I kicked and wiggled until I made it to the dock ladder only to realize
that my legs were too deep to get a foot on a rung, and my hands were useless,
as they were still sticking straight up.
Then, I ran out of air.
I felt hands grab my wrists
and pull me out of the water so that I floated through the air and land
nimbly on my feet. The vest was off, and
my neighbor’s father pounded me on the back as I heaved and vomited lake water
all over the dock. I shook violently and
then burst into tears as my terrified mother came sprinting down the gangway
“Don’t ever make me wear that
again!” I screamed at her.
For eight months after that,
I suffered through expelling all the parasites I swallowed and their
cysts. The funny thing is, the lake in
Gonzoland is one of the ten cleanest lakes in the whole country.
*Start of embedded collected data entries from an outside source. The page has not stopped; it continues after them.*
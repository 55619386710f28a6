// SPDX-FileCopyrightText: 2026 Frontdesk Contributors
// SPDX-License-Identifier: MIT OR Apache-2.0

//! Test harness for controller-level and end-to-end tests.
//!
//! `TestHarness` assembles a complete handoff stack with in-memory storage
//! and mock adapters, and provides event constructors plus `deliver()` /
//! `drain()` to drive the controller deterministically.

use std::sync::Arc;
use std::time::Duration;

use frontdesk_core::types::{InboundEvent, Owner, SenderRole};
use frontdesk_handoff::{HandoffConfig, HandoffController};

use crate::memory_store::MemorySessionStore;
use crate::mock_platform::MockPlatform;
use crate::mock_responder::{MockResponder, ScriptedVerdict};

/// Default operator ids used by harness-built controllers.
pub const BOT_OPERATOR: &str = "op-bot";
pub const HUMAN_OPERATOR: &str = "op-human";

/// Builder for creating test environments with configurable options.
pub struct TestHarnessBuilder {
    script: Vec<ScriptedVerdict>,
    responder_delay: Option<Duration>,
}

impl TestHarnessBuilder {
    fn new() -> Self {
        Self {
            script: Vec::new(),
            responder_delay: None,
        }
    }

    /// Set the mock responder's scripted verdicts.
    pub fn with_script(mut self, script: Vec<ScriptedVerdict>) -> Self {
        self.script = script;
        self
    }

    /// Delay every responder call (simulates slow generation).
    pub fn with_responder_delay(mut self, delay: Duration) -> Self {
        self.responder_delay = Some(delay);
        self
    }

    /// Build the harness, wiring mocks into a real controller.
    pub async fn build(self) -> TestHarness {
        let store = Arc::new(MemorySessionStore::new());
        let responder = Arc::new(MockResponder::with_script(self.script));
        if let Some(delay) = self.responder_delay {
            responder.set_delay(delay).await;
        }
        let platform = Arc::new(MockPlatform::new());

        let controller = Arc::new(HandoffController::new(
            store.clone(),
            responder.clone(),
            platform.clone(),
            HandoffConfig {
                bot_operator_id: BOT_OPERATOR.to_string(),
                fallback_operator_id: HUMAN_OPERATOR.to_string(),
            },
        ));

        TestHarness {
            controller,
            store,
            responder,
            platform,
        }
    }
}

/// A complete test environment with mock adapters and in-memory storage.
pub struct TestHarness {
    /// The controller under test.
    pub controller: Arc<HandoffController>,
    /// In-memory session store, inspectable and failable.
    pub store: Arc<MemorySessionStore>,
    /// The scripted responder.
    pub responder: Arc<MockResponder>,
    /// The recording platform.
    pub platform: Arc<MockPlatform>,
}

impl TestHarness {
    /// Create a new builder for configuring the test harness.
    pub fn builder() -> TestHarnessBuilder {
        TestHarnessBuilder::new()
    }

    /// Deliver one event to the controller (quick local work only).
    pub async fn deliver(&self, event: InboundEvent) {
        self.controller.handle(event).await;
    }

    /// Deliver an event and wait for all detached work it spawned.
    pub async fn deliver_and_drain(&self, event: InboundEvent) {
        self.deliver(event).await;
        self.drain().await;
    }

    /// Wait for all detached background work to finish.
    pub async fn drain(&self) {
        self.controller.drain().await;
    }

    /// A text message from the visitor.
    pub fn user_message(conversation_id: &str, text: &str) -> InboundEvent {
        InboundEvent::NewMessage {
            conversation_id: conversation_id.to_string(),
            sender: SenderRole::User,
            content_type: "text".to_string(),
            content: text.to_string(),
            owner_hint: None,
        }
    }

    /// A visitor message carrying the platform's assignment record.
    pub fn user_message_with_hint(
        conversation_id: &str,
        text: &str,
        hint: Owner,
    ) -> InboundEvent {
        InboundEvent::NewMessage {
            conversation_id: conversation_id.to_string(),
            sender: SenderRole::User,
            content_type: "text".to_string(),
            content: text.to_string(),
            owner_hint: Some(hint),
        }
    }

    /// A chat-closed notification, as the platform sends it after a human
    /// operator ends the conversation.
    pub fn chat_closed(conversation_id: &str) -> InboundEvent {
        InboundEvent::ChatClosed {
            conversation_id: conversation_id.to_string(),
            closing_owner: Some(Owner::Human),
        }
    }
}
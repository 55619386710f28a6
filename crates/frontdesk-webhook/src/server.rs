// SPDX-FileCopyrightText: 2026 Frontdesk Contributors
// SPDX-License-Identifier: MIT OR Apache-2.0

//! Webhook HTTP server built on axum.
//!
//! Sets up routes, middleware, and shared state for the endpoint.

use std::sync::Arc;
use std::time::Instant;

use axum::{
    middleware as axum_middleware,
    routing::{get, post},
    Router,
};
use tower_http::trace::TraceLayer;

use frontdesk_core::FrontdeskError;
use frontdesk_handoff::HandoffController;

use crate::auth::{auth_middleware, AuthConfig};
use crate::handlers;

/// Health state for the unauthenticated health endpoint.
#[derive(Clone)]
pub struct HealthState {
    /// Process start time for uptime calculation.
    pub start_time: Instant,
}

/// Shared state for axum request handlers.
#[derive(Clone)]
pub struct WebhookState {
    /// The handoff controller processing decoded events.
    pub controller: Arc<HandoffController>,
    /// Health state for the health endpoint.
    pub health: HealthState,
}

/// Webhook server configuration (mirrors WebhookConfig from frontdesk-config).
#[derive(Debug, Clone)]
pub struct ServerConfig {
    /// Host address to bind.
    pub host: String,
    /// Port to bind.
    pub port: u16,
    /// Shared secret for delivery verification (None = accept all).
    pub secret: Option<String>,
}

/// Build the webhook router.
///
/// - POST /webhook (shared-secret verification when configured)
/// - GET /health (no auth)
pub fn build_router(state: WebhookState, auth: AuthConfig) -> Router {
    let hook_routes = Router::new()
        .route("/webhook", post(handlers::post_webhook))
        .route_layer(axum_middleware::from_fn_with_state(auth, auth_middleware))
        .with_state(state.clone());

    let public_routes = Router::new()
        .route("/health", get(handlers::get_health))
        .with_state(state);

    Router::new()
        .merge(hook_routes)
        .merge(public_routes)
        .layer(TraceLayer::new_for_http())
}

/// Start the webhook HTTP server and serve until the task is aborted.
pub async fn start_server(
    config: &ServerConfig,
    state: WebhookState,
) -> Result<(), FrontdeskError> {
    if config.secret.is_none() {
        tracing::warn!("webhook.secret not configured -- accepting unauthenticated deliveries");
    }

    let auth = AuthConfig {
        secret: config.secret.clone(),
    };
    let app = build_router(state, auth);

    let addr = format!("{}:{}", config.host, config.port);
    let listener = tokio::net::TcpListener::bind(&addr)
        .await
        .map_err(|e| FrontdeskError::Internal(format!("failed to bind webhook to {addr}: {e}")))?;

    tracing::info!("webhook server listening on {addr}");

    axum::serve(listener, app)
        .await
        .map_err(|e| FrontdeskError::Internal(format!("webhook server error: {e}")))?;

    Ok(())
}
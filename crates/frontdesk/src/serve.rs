// SPDX-FileCopyrightText: 2026 Frontdesk Contributors
// SPDX-License-Identifier: MIT OR Apache-2.0

//! `frontdesk serve` command implementation.
//!
//! Wires the configured session store, responder client, and platform
//! client into the handoff controller, starts the webhook server, and
//! handles graceful shutdown: stop accepting deliveries, let detached
//! background work finish, checkpoint the store.

use std::sync::Arc;
use std::time::Instant;

use tokio_util::sync::CancellationToken;
use tracing::info;
use tracing_subscriber::EnvFilter;

use frontdesk_config::FrontdeskConfig;
use frontdesk_core::{FrontdeskError, SessionStore};
use frontdesk_handoff::{HandoffConfig, HandoffController};
use frontdesk_platform::HttpPlatform;
use frontdesk_responder::HttpResponder;
use frontdesk_storage::SqliteSessionStore;
use frontdesk_webhook::{HealthState, ServerConfig, WebhookState};

/// Runs the `frontdesk serve` command.
pub async fn run_serve(config: FrontdeskConfig) -> Result<(), FrontdeskError> {
    init_tracing(&config.service.log_level);

    info!(service = config.service.name.as_str(), "starting frontdesk serve");

    // Session store: single source of truth for conversation ownership.
    let store = Arc::new(SqliteSessionStore::new(config.storage.clone()));
    store.initialize().await?;
    let store: Arc<dyn SessionStore + Send + Sync> = store;

    // External collaborators behind their narrow trait interfaces.
    let responder = Arc::new(HttpResponder::new(&config.responder)?);
    let platform = Arc::new(HttpPlatform::new(&config.platform)?);

    let controller = Arc::new(HandoffController::new(
        store.clone(),
        responder,
        platform,
        HandoffConfig::from_platform(&config.platform)?,
    ));

    let server_config = ServerConfig {
        host: config.webhook.host.clone(),
        port: config.webhook.port,
        secret: config.webhook.secret.clone(),
    };
    let state = WebhookState {
        controller: controller.clone(),
        health: HealthState {
            start_time: Instant::now(),
        },
    };

    let cancel = CancellationToken::new();
    {
        let cancel = cancel.clone();
        tokio::spawn(async move {
            if tokio::signal::ctrl_c().await.is_ok() {
                info!("shutdown signal received");
                cancel.cancel();
            }
        });
    }

    let server = tokio::spawn(async move {
        if let Err(e) = frontdesk_webhook::start_server(&server_config, state).await {
            tracing::error!(error = %e, "webhook server error");
        }
    });

    cancel.cancelled().await;

    // Stop accepting deliveries, then let in-flight detached work (replies,
    // transfers) run to completion -- nothing is cancelled mid-flight.
    server.abort();
    controller.drain().await;
    store.close().await?;

    info!("frontdesk stopped");
    Ok(())
}

/// Initialize the tracing subscriber from config, honoring `RUST_LOG`.
fn init_tracing(log_level: &str) {
    let filter = EnvFilter::try_from_default_env()
        .unwrap_or_else(|_| EnvFilter::new(log_level.to_string()));
    tracing_subscriber::fmt().with_env_filter(filter).init();
}
// SPDX-FileCopyrightText: 2026 Frontdesk Contributors
// SPDX-License-Identifier: MIT OR Apache-2.0

//! Core library for the Frontdesk service.
//!
//! This crate provides the foundational trait definitions, error types, and
//! common types used throughout the Frontdesk workspace. The session store,
//! responder client, and platform client all implement traits defined here.

pub mod error;
pub mod traits;
pub mod types;

// Re-export key items at crate root for ergonomic imports.
pub use error::FrontdeskError;
pub use types::{
    AdapterType, HealthStatus, InboundEvent, Owner, ResponderVerdict, SenderRole, Session,
};

// Re-export all adapter traits at crate root.
pub use traits::{PlatformAdapter, PluginAdapter, ResponderAdapter, SessionStore};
years later, we were back on the lake, in a pontoon boat this time, and my
brother was kneeboarding. Like any
competitive sibling, I wanted to as well, but my puny little girly arms weren’t
strong enough for me to haul my disproportionately long legs out of the water,
adjust the strap, and Velcro it while holding the rope. I was also terrified of losing the rope and
being unable to get my knees unstrapped.
In an attempt to be sweet
and dig himself out of whatever hole he’d dug to get grounded, my brother
devised a way to affix me to the board. Wearing
the life vest of doom, I hunkered down, leapfrog style, and he strapped my
knees to the board. “Stay like
this. Hold on to the rope. See this?”
I looked down to see where he slipped the end of the strap under my left
foot. “When you get tired, just move
your foot. The strap will come free and
loose on your knees. Then, you can let
go of the rope and ride the board on your belly till we pick you up.” Sounded like the perfect idea, and it worked,
except that first time.
I took off fine, but when my
father slowed the boat to haul my brother out of the water, the board flattened
out and the nose dipped.
Flippity-dippity, y’all. I went
face-first into the water, and the buoyancy of the board popped it up so that I
did a seal. (A gymnastics stretch where
you lie on your stomach, push up with your hands, bend your legs at the knee,
and touch your toes to the top of your head…and yes, I was a gymnast until I
got too tall.) My knees did not come
free of the board, and it smacked me in the back of the head. I arched my back and dog-paddled, taking
gulps of air when I could.
Someone yelled my name, and
my brother came back in for me. I threw
up water as he swam me to the boat where I crumpled into a ball on the
Astroturf-clad decking and wept that my brother tried to kill me. I had a sore back for a week.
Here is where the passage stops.